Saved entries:

──────────

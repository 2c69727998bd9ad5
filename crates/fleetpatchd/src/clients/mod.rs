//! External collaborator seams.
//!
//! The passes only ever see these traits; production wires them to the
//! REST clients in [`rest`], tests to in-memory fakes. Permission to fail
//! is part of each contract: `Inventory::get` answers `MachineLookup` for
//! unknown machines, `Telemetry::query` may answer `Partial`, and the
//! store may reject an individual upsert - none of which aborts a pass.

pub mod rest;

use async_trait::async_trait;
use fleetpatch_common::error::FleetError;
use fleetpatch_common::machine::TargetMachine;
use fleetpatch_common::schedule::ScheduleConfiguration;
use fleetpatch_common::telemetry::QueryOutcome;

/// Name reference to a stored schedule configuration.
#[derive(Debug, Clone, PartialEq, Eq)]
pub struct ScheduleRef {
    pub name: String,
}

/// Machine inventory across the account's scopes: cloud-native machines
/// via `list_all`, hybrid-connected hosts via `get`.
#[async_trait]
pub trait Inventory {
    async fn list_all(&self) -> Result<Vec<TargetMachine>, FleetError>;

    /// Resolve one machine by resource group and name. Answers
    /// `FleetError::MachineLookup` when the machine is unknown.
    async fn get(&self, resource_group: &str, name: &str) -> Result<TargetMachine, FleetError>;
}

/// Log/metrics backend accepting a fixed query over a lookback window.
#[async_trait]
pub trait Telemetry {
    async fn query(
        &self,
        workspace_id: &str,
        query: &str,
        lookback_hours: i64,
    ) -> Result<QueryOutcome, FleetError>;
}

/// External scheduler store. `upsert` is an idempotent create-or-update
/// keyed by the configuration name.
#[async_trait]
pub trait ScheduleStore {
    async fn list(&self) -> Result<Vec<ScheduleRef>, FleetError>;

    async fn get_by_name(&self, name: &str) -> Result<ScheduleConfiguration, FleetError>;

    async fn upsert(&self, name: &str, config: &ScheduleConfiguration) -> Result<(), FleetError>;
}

──────────

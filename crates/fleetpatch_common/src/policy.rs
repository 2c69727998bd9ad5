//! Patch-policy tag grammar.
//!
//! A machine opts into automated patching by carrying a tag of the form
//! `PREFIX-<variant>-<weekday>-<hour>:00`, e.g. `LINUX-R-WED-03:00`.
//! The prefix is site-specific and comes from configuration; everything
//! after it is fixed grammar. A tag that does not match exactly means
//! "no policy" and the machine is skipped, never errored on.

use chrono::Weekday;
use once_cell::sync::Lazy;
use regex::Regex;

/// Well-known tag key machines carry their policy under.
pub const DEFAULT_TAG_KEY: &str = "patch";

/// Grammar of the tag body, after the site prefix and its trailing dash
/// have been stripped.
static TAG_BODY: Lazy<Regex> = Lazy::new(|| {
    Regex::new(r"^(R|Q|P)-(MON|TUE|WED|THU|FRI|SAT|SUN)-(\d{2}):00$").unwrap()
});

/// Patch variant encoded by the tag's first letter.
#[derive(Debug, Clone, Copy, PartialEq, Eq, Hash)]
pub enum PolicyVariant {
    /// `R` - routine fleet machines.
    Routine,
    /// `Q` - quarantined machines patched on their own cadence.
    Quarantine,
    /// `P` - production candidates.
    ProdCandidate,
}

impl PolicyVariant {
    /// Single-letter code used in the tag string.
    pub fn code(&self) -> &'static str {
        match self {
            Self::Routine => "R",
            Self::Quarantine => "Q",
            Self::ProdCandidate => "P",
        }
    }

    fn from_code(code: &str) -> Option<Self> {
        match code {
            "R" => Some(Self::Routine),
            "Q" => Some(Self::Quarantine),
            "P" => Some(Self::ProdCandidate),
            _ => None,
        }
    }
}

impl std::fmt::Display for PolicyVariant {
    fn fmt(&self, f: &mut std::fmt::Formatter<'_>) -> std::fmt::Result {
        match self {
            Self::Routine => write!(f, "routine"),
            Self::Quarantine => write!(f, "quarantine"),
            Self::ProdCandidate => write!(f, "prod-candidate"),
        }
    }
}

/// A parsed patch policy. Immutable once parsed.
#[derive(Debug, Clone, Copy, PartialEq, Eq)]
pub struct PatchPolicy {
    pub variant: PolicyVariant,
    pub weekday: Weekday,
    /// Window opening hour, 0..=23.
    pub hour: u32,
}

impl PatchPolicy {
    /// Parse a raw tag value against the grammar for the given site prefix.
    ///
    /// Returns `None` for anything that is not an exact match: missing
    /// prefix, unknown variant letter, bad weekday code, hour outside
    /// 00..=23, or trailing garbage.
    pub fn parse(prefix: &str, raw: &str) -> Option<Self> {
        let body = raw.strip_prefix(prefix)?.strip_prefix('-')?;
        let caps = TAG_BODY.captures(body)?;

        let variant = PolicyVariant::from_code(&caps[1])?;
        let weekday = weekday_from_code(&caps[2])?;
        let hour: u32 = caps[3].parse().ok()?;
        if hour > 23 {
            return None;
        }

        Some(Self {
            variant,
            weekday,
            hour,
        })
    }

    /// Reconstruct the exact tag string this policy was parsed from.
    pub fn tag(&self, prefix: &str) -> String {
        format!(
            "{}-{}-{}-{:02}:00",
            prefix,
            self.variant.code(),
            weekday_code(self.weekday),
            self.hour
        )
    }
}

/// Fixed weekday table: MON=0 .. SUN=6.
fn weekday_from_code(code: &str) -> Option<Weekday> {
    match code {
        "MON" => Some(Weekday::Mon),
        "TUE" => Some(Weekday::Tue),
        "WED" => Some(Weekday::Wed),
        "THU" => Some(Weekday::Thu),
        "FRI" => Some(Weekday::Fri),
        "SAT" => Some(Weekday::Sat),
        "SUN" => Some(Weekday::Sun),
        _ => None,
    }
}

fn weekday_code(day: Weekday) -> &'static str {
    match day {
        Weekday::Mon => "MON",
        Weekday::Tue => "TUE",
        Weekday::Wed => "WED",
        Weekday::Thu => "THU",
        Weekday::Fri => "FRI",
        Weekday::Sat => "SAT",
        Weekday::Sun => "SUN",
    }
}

──────────

Find "filename crates/fleetpatchd/src/clients/mod.rs" in the entries above and copy that whole line exactly, then each line after it through the line that contains "use async_trait::async_trait;".

filename crates/fleetpatchd/src/clients/mod.rs
//! External collaborator seams.
//!
//! The passes only ever see these traits; production wires them to the
//! REST clients in [`rest`], tests to in-memory fakes. Permission to fail
//! is part of each contract: `Inventory::get` answers `MachineLookup` for
//! unknown machines, `Telemetry::query` may answer `Partial`, and the
//! store may reject an individual upsert - none of which aborts a pass.

pub mod rest;

use async_trait::async_trait;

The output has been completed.